Red foxhounds brought to America from Scotland in the 1700s may have formed the root stock of the Redbone Coonhound. George Birdsong, a Georgia hunter, is credited with forming the breed, beginning with a pack he obtained in 1840. Other hunters refined the dogs to create a faster, hotter-nosed breed, crossing them with Irish Red Foxhounds. These early dogs were sometimes called Saddlebacks because they tended to have black saddles. The saddles were bred out and the breed became known as Redbone Coonhounds, probably not so much for the color as for a Tennessee promoter of the breed, Peter Redbone. Today's Redbone is a versatile hunter that specializes in treeing raccoon, but also excels in trailing and treeing bear, cougar, and bobcat. In 1902, the Redbone became the second coonhound recognized by the United Kennel Club. It was another century before the AKC recognized the breed, however. It remains a favorite with serious raccoon hunters who want a fast working dog with excellent treeing ability. As it moves into the ranks of AKC dogs, more people are discovering this dog's ability as a family companion as well.

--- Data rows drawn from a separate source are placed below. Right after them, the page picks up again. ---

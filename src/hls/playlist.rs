//! Manifest fetching and parsing.
//!
//! A manifest becomes a [`Playlist`]: segment URLs resolved to absolute form
//! and numbered by their position in the file, plus the first AES-128 key the
//! manifest declares.

use m3u8_rs::{KeyMethod, MasterPlaylist, MediaPlaylist};
use tokio_util::sync::CancellationToken;
use tracing::{debug, info, instrument, warn};
use url::Url;

use crate::download::{ConcurrencyLimiter, DownloadError, HttpClient, read_body};

/// One media segment in manifest order.
#[derive(Debug, Clone, PartialEq, Eq)]
pub struct SegmentRef {
    /// 0-based position among the playlist's segments.
    pub sequence_index: usize,
    /// Absolute segment URL.
    pub url: String,
}

/// Encryption key reference declared by `EXT-X-KEY`.
#[derive(Debug, Clone, PartialEq, Eq)]
pub struct KeyRef {
    /// Absolute key URL.
    pub uri: String,
    /// Raw `IV` attribute, if the manifest gave one.
    pub iv_hex: Option<String>,
}

/// A parsed media playlist.
#[derive(Debug, Clone, PartialEq, Eq)]
pub struct Playlist {
    /// Segments with contiguous indices starting at 0.
    pub segments: Vec<SegmentRef>,
    /// The single key applied to every segment, if encrypted.
    pub key: Option<KeyRef>,
    /// Whether the manifest carried `EXT-X-ENDLIST`.
    pub end_list: bool,
}

/// Result of parsing one manifest document.
#[derive(Debug, Clone, PartialEq, Eq)]
pub enum ParsedManifest {
    /// A media playlist ready for download.
    Media(Playlist),
    /// A master playlist; the chosen variant must be fetched next.
    Master {
        /// Absolute URL of the selected variant playlist.
        variant_url: String,
    },
}

/// Parses a manifest body fetched from `manifest_url`.
///
/// # Errors
///
/// Returns [`DownloadError::ManifestParse`] if the body is not an M3U8
/// document, a URI cannot be resolved, the first key uses an unsupported
/// method, or a master playlist has no usable variant.
pub fn parse_manifest(body: &[u8], manifest_url: &Url) -> Result<ParsedManifest, DownloadError> {
    match m3u8_rs::parse_playlist_res(body) {
        Ok(m3u8_rs::Playlist::MediaPlaylist(media)) => {
            build_playlist(&media, manifest_url).map(ParsedManifest::Media)
        }
        Ok(m3u8_rs::Playlist::MasterPlaylist(master)) => {
            select_variant(&master, manifest_url).map(|variant_url| ParsedManifest::Master {
                variant_url,
            })
        }
        Err(_) => Err(DownloadError::manifest_parse(
            manifest_url.as_str(),
            "document is not a well-formed M3U8 playlist",
        )),
    }
}

fn build_playlist(media: &MediaPlaylist, manifest_url: &Url) -> Result<Playlist, DownloadError> {
    let mut segments = Vec::with_capacity(media.segments.len());
    let mut key: Option<KeyRef> = None;
    let mut key_seen = false;

    for segment in &media.segments {
        if !key_seen && let Some(declared) = &segment.key {
            key_seen = true;
            key = match &declared.method {
                KeyMethod::None => None,
                KeyMethod::AES128 => {
                    let uri = declared.uri.as_deref().ok_or_else(|| {
                        DownloadError::manifest_parse(
                            manifest_url.as_str(),
                            "EXT-X-KEY with METHOD=AES-128 has no URI",
                        )
                    })?;
                    Some(KeyRef {
                        uri: resolve_uri(manifest_url, uri)?,
                        iv_hex: declared.iv.clone(),
                    })
                }
                other => {
                    return Err(DownloadError::manifest_parse(
                        manifest_url.as_str(),
                        format!("unsupported encryption method {other:?}"),
                    ));
                }
            };
        } else if let Some(extra) = &segment.key {
            if key.is_none() && matches!(extra.method, KeyMethod::AES128) {
                warn!(
                    url = %manifest_url,
                    index = segments.len(),
                    "AES-128 key after METHOD=NONE is ignored, segments will be written undecrypted"
                );
            } else {
                warn!(url = %manifest_url, "ignoring additional EXT-X-KEY, first key applies to whole playlist");
            }
        }

        if segment.uri.trim().is_empty() {
            warn!(url = %manifest_url, "skipping segment with empty URI");
            continue;
        }

        segments.push(SegmentRef {
            sequence_index: segments.len(),
            url: resolve_uri(manifest_url, segment.uri.trim())?,
        });
    }

    Ok(Playlist {
        segments,
        key,
        end_list: media.end_list,
    })
}

fn select_variant(master: &MasterPlaylist, manifest_url: &Url) -> Result<String, DownloadError> {
    let variant = master
        .variants
        .iter()
        .filter(|v| !v.is_i_frame)
        .max_by_key(|v| v.bandwidth)
        .ok_or_else(|| {
            DownloadError::manifest_parse(manifest_url.as_str(), "master playlist has no variants")
        })?;
    debug!(bandwidth = variant.bandwidth, uri = %variant.uri, "selected variant");
    resolve_uri(manifest_url, &variant.uri)
}

fn resolve_uri(base: &Url, uri: &str) -> Result<String, DownloadError> {
    base.join(uri).map(String::from).map_err(|e| {
        DownloadError::manifest_parse(base.as_str(), format!("cannot resolve URI {uri}: {e}"))
    })
}

/// Fetches and parses manifests.
#[derive(Debug, Clone)]
pub struct PlaylistResolver {
    client: HttpClient,
    limiter: ConcurrencyLimiter,
}

impl PlaylistResolver {
    /// Creates a resolver sharing the run's client and limiter.
    #[must_use]
    pub fn new(client: HttpClient, limiter: ConcurrencyLimiter) -> Self {
        Self { client, limiter }
    }

    /// Fetches `url` and returns its media playlist.
    ///
    /// A master playlist is followed once, to its highest-bandwidth variant.
    ///
    /// # Errors
    ///
    /// Returns [`DownloadError::ManifestFetch`] when a manifest request fails
    /// and [`DownloadError::ManifestParse`] when a document is unusable.
    #[instrument(skip(self, token))]
    pub async fn resolve(
        &self,
        url: &str,
        token: &CancellationToken,
    ) -> Result<Playlist, DownloadError> {
        let playlist = match self.fetch_and_parse(url, token).await? {
            ParsedManifest::Media(playlist) => playlist,
            ParsedManifest::Master { variant_url } => {
                info!(variant = %variant_url, "following master playlist variant");
                match self.fetch_and_parse(&variant_url, token).await? {
                    ParsedManifest::Media(playlist) => playlist,
                    ParsedManifest::Master { .. } => {
                        return Err(DownloadError::manifest_parse(
                            variant_url,
                            "variant playlist is itself a master playlist",
                        ));
                    }
                }
            }
        };

        if !playlist.end_list {
            warn!(url, "playlist has no EXT-X-ENDLIST, downloading current snapshot only");
        }
        info!(
            segments = playlist.segments.len(),
            encrypted = playlist.key.is_some(),
            "playlist resolved"
        );
        Ok(playlist)
    }

    async fn fetch_and_parse(
        &self,
        url: &str,
        token: &CancellationToken,
    ) -> Result<ParsedManifest, DownloadError> {
        let (manifest_url, body) = {
            let _permit = self
                .limiter
                .acquire_or_cancel(token)
                .await
                .map_err(|e| DownloadError::manifest_fetch(url, e))?;
            let response = self
                .client
                .get(url, token)
                .await
                .map_err(|e| DownloadError::manifest_fetch(url, e))?;
            // Relative URIs resolve against the post-redirect location.
            let final_url = response.url().clone();
            let body = read_body(response, token)
                .await
                .map_err(|e| DownloadError::manifest_fetch(url, e))?;
            (final_url, body)
        };

        parse_manifest(&body, &manifest_url)
    }
}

The Redbone is a laid back hound generally content to lounge around the house and yard, as long as he gets out to run and explore every day. He's active when hunting, which is still his first love, and care must be taken that he doesn't follow his nose and head off on a scent. Obedience isn't his strong point, especially when a trail calls. He's an affectionate, gentle dog, but not clingy, and he gets along with strangers, children, and other dogs. He can be good with cats as long as he's raised with them. He's not a yapper, but when he barks, it's that deep, melodious bark that hunters love to hear at night.
He's built to run at speed over swamplands, rocky hill country, and thick woods, so he's streamlined but strong. He's slightly taller at the withers than hips, with a slightly arched loin. His face has a pleading expression, with round eyes and fine, moderately low-set ears. His coat is short and sleek, with solid red preferred.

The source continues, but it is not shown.